[Stored data]
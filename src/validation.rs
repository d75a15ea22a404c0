//! Input validation for identity ids and profile documents.
//!
//! Identity ids end up in two sensitive places: as the prefix of every scoped
//! key and as a profile filename. Scoped keys are built by plain
//! `"{id}_{key}"` concatenation, so an id containing `_` could alias another
//! identity's namespace; such ids are refused at login.

use crate::progress::errors::ProgressError;
use crate::progress::types::{DEFAULT_STUDENT_ID, DEFAULT_TEACHER_ID};

/// Longest identity id accepted.
pub const MAX_IDENTITY_LEN: usize = 64;

/// Generate a filesystem-safe filename stem from an identity id using URL encoding.
pub fn safe_filename(identity_id: &str) -> String {
    use percent_encoding::{utf8_percent_encode, NON_ALPHANUMERIC};
    utf8_percent_encode(identity_id, NON_ALPHANUMERIC).to_string()
}

/// Validate an identity id supplied by a login flow. Returns the trimmed id.
pub fn validate_identity_id(id: &str) -> Result<String, ProgressError> {
    let trimmed = id.trim();
    if trimmed.is_empty() {
        return Err(ProgressError::InvalidIdentity("empty id".to_string()));
    }
    if trimmed.chars().count() > MAX_IDENTITY_LEN {
        return Err(ProgressError::InvalidIdentity(format!(
            "id longer than {} characters",
            MAX_IDENTITY_LEN
        )));
    }
    if trimmed.contains('_') {
        return Err(ProgressError::InvalidIdentity(
            "id may not contain '_'".to_string(),
        ));
    }
    if trimmed.chars().any(|c| c.is_control() || c.is_whitespace()) {
        return Err(ProgressError::InvalidIdentity(
            "id may not contain whitespace or control characters".to_string(),
        ));
    }
    if trimmed == DEFAULT_STUDENT_ID || trimmed == DEFAULT_TEACHER_ID {
        return Err(ProgressError::InvalidIdentity(format!(
            "'{}' is reserved",
            trimmed
        )));
    }
    Ok(trimmed.to_string())
}

/// Reject documents above `max_bytes` and strip leading NULs left behind by
/// interrupted writes before handing the text to a parser.
pub fn bounded_document(content: &str, max_bytes: usize) -> Result<&str, ProgressError> {
    if content.len() > max_bytes {
        return Err(ProgressError::Remote(format!(
            "profile document exceeds {} bytes",
            max_bytes
        )));
    }
    Ok(content.trim_start_matches('\0'))
}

The task:
From the data above, show each line that contains "content".

Response:
pub fn bounded_document(content: &str, max_bytes: usize) -> Result<&str, ProgressError> {
    if content.len() > max_bytes {
    Ok(content.trim_start_matches('\0'))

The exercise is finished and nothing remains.